Город был похож на птенца Феникса: совсем недавно жил в состоянии обреченности, погружаясь в пучину беспросветной старости и хандры, и вдруг – вспышка, изумление, новая жизнь, искрящийся воздух, то счастливое детство, которого он никогда не знал. Родился в крови, воздвигся на костях, был скован гранитом, покорен дисциплине, определен на службу, приучен быть витриной благополучия державы. И он расправил новорожденные крылышки, заиграл, запрыгал, собираясь в полет и шалея от радостных предчувствий.
* * *
В общежитие Ерофеевы приехали поздно, однако это не помешало им познакомиться с соседями по этажу. Там на втором этаже жили еще четыре молодые семьи, тоже в ожидании новых квартир, и Ерофеевых тут же позвали ужинать, и женщины завели разговор о детях, а мужчины – о работе.
– Я и мечтать не мог, что доживу, – сказал Саша, эколог и руководитель проектов по спасению птиц. – Вот мне тридцать пять, так тридцать четыре года прожил я в настоящей халабуде. Вот, Маруся не даст соврать. Там и детей растили. Вы думали, Питер – это Зимний, Биржа и всякие дворцы? На окраинах вы не бывали! А я жил в деревянном доме на Петроградской стороне, дом этот еще при царе Горохе строили, его уже весь перекособочило. Сегодня я в тех краях по делам был, нарочно сделал крюк – так уже, слава те господи, квартал огородили и весь этот шанхай на следующей неделе начнут сносить. И давно пора. Мы оттуда выехали чуть не год назад – ну так мы выехали первые…

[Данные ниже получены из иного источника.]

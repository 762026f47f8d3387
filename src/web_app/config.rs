// web_app/config.rs - Site-wide settings
//
// Compiled-in defaults, overridable at build time so the server binary and
// the WASM bundle always agree on the same values during hydration:
//
//   ACLON_SITE_URL       canonical site origin used in meta tags and JSON-LD
//   ACLON_CONTACT_EMAIL  recipient of contact form drafts
//   ACLON_QUOTE_EMAIL    recipient of quote request drafts

use serde::{Deserialize, Serialize};

pub const DEFAULT_SITE_URL: &str = "https://aclon-sports.com";
pub const DEFAULT_CONTACT_EMAIL: &str = "contact@aclonsports.com";
pub const DEFAULT_QUOTE_EMAIL: &str = "quotes@aclonsports.com";

#[derive(Clone, Debug, PartialEq, Eq, Serialize, Deserialize)]
pub struct SiteSettings {
    pub site_name: String,
    pub site_description: String,
    pub site_url: String,
    pub og_image: String,
    pub twitter_handle: String,
    pub contact_email: String,
    pub quote_email: String,
}

impl Default for SiteSettings {
    fn default() -> Self {
        Self {
            site_name: "Aclon Sports".to_string(),
            site_description: "Premium sportswear designed for athletes who demand excellence"
                .to_string(),
            site_url: DEFAULT_SITE_URL.to_string(),
            og_image: "/images/og-image.jpg".to_string(),
            twitter_handle: "@aclonsports".to_string(),
            contact_email: DEFAULT_CONTACT_EMAIL.to_string(),
            quote_email: DEFAULT_QUOTE_EMAIL.to_string(),
        }
    }
}

impl SiteSettings {
    /// Defaults with any build-time overrides applied
    pub fn from_build_env() -> Self {
        let defaults = Self::default();
        let pick = |value: Option<&'static str>, fallback: String| {
            value
                .map(str::trim)
                .filter(|v| !v.is_empty())
                .map(str::to_string)
                .unwrap_or(fallback)
        };

        Self {
            site_url: pick(option_env!("ACLON_SITE_URL"), defaults.site_url.clone())
                .trim_end_matches('/')
                .to_string(),
            contact_email: pick(option_env!("ACLON_CONTACT_EMAIL"), defaults.contact_email.clone()),
            quote_email: pick(option_env!("ACLON_QUOTE_EMAIL"), defaults.quote_email.clone()),
            ..defaults
        }
    }

    /// Absolute URL for a site path
    pub fn absolute_url(&self, path: &str) -> String {
        if path.starts_with("http://") || path.starts_with("https://") {
            return path.to_string();
        }
        format!("{}/{}", self.site_url.trim_end_matches('/'), path.trim_start_matches('/'))
    }
}
// web_app/forms/contact.rs - Contact form

use serde::{Deserialize, Serialize};

use super::submit::{MailDraft, MailForm};
use super::validation::{validate_email, validate_message, validate_name};
use crate::web_app::error::FieldError;

pub const DEFAULT_CONTACT_SUBJECT: &str = "Contact Form Submission";

#[derive(Clone, Debug, Default, PartialEq, Eq, Serialize, Deserialize)]
pub struct ContactFormData {
    pub name: String,
    pub email: String,
    /// Optional; the draft falls back to a generic subject when empty
    pub subject: String,
    pub message: String,
}

#[derive(Clone, Copy, Debug, PartialEq, Eq, Hash)]
pub enum ContactField {
    Name,
    Email,
    Subject,
    Message,
}

#[derive(Clone, Debug, Default, PartialEq, Eq)]
pub struct ContactFormErrors {
    pub name: Option<FieldError>,
    pub email: Option<FieldError>,
    pub message: Option<FieldError>,
}

impl ContactFormErrors {
    pub fn is_empty(&self) -> bool {
        self.name.is_none() && self.email.is_none() && self.message.is_none()
    }

    pub fn get(&self, field: ContactField) -> Option<&FieldError> {
        match field {
            ContactField::Name => self.name.as_ref(),
            ContactField::Email => self.email.as_ref(),
            ContactField::Message => self.message.as_ref(),
            ContactField::Subject => None,
        }
    }

    /// Editing a field clears its error
    pub fn clear(&mut self, field: ContactField) {
        match field {
            ContactField::Name => self.name = None,
            ContactField::Email => self.email = None,
            ContactField::Message => self.message = None,
            ContactField::Subject => {}
        }
    }
}

impl ContactFormData {
    pub fn value(&self, field: ContactField) -> &str {
        match field {
            ContactField::Name => &self.name,
            ContactField::Email => &self.email,
            ContactField::Subject => &self.subject,
            ContactField::Message => &self.message,
        }
    }

    pub fn set(&mut self, field: ContactField, value: String) {
        match field {
            ContactField::Name => self.name = value,
            ContactField::Email => self.email = value,
            ContactField::Subject => self.subject = value,
            ContactField::Message => self.message = value,
        }
    }

    pub fn validate(&self) -> Result<(), ContactFormErrors> {
        let errors = ContactFormErrors {
            name: validate_name(&self.name).err(),
            email: validate_email(&self.email).err(),
            message: validate_message(&self.message).err(),
        };
        if errors.is_empty() {
            Ok(())
        } else {
            Err(errors)
        }
    }
}

impl MailForm for ContactFormData {
    fn mail_draft(&self, recipient: &str) -> MailDraft {
        let subject = if self.subject.is_empty() {
            DEFAULT_CONTACT_SUBJECT.to_string()
        } else {
            self.subject.clone()
        };
        MailDraft {
            recipient: recipient.to_string(),
            subject,
            body: format!(
                "Name: {}\nEmail: {}\n\nMessage:\n{}",
                self.name, self.email, self.message
            ),
        }
    }
}

#[cfg(test)]
mod tests {
    use super::*;

    fn valid() -> ContactFormData {
        ContactFormData {
            name: "Jordan".to_string(),
            email: "jordan@example.com".to_string(),
            subject: String::new(),
            message: "Looking for team kits.".to_string(),
        }
    }

    #[test]
    fn test_valid_form() {
        assert_eq!(valid().validate(), Ok(()));
    }

    #[test]
    fn test_every_error_reported() {
        let errors = ContactFormData::default().validate().unwrap_err();
        assert_eq!(errors.name.unwrap().to_string(), "Name is required");
        assert_eq!(errors.email.unwrap().to_string(), "Email is required");
        assert_eq!(errors.message.unwrap().to_string(), "Message is required");
    }

    #[test]
    fn test_short_message() {
        let form = ContactFormData {
            message: "  Hi there  ".to_string(),
            ..valid()
        };
        let errors = form.validate().unwrap_err();
        assert_eq!(
            errors.message.map(|e| e.to_string()).as_deref(),
            Some("Message must be at least 10 characters")
        );
    }

    #[test]
    fn test_clear_single_field() {
        let mut errors = ContactFormData::default().validate().unwrap_err();
        errors.clear(ContactField::Email);
        assert!(errors.email.is_none());
        assert!(errors.name.is_some());
    }

    #[test]
    fn test_mail_draft_default_subject() {
        let draft = valid().mail_draft("contact@aclonsports.com");
        assert_eq!(draft.subject, "Contact Form Submission");
        assert_eq!(
            draft.body,
            "Name: Jordan\nEmail: jordan@example.com\n\nMessage:\nLooking for team kits."
        );
    }
}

– И прямо сюда? – спросила Катя.
– Сюда. Так после халабуды мы тут просто ожили, – ответила ей Сашина жена Маруся. – Даже жаль с нашими комнатками расставаться – мы через месяц съезжаем. Уже смотрели новую квартиру! Там сейчас отделка идет, мы выбрали сантехнику, выбрали встроенную технику, кухонька у меня будет – игрушечка! А что вы на выходные делаете? Можно в Пушкин, парки посмотреть. Вот где красота!
* * *
В Пушкин поехали на скоростном монорельсе, на новенькой «Ласточке», тремя семьями – Марчуки, Ерофеевы, Кузьмины. Думали неторопливо посетить Екатерининский дворец, Камеронову галерею, но дети увидели Екатерининский парк, лодочки на прудах, всадников в аллеях и обезумели, понеслись вперед, не слушая окриков, оставалось только идти следом, поражаясь необъятности и красоте этого райского сада.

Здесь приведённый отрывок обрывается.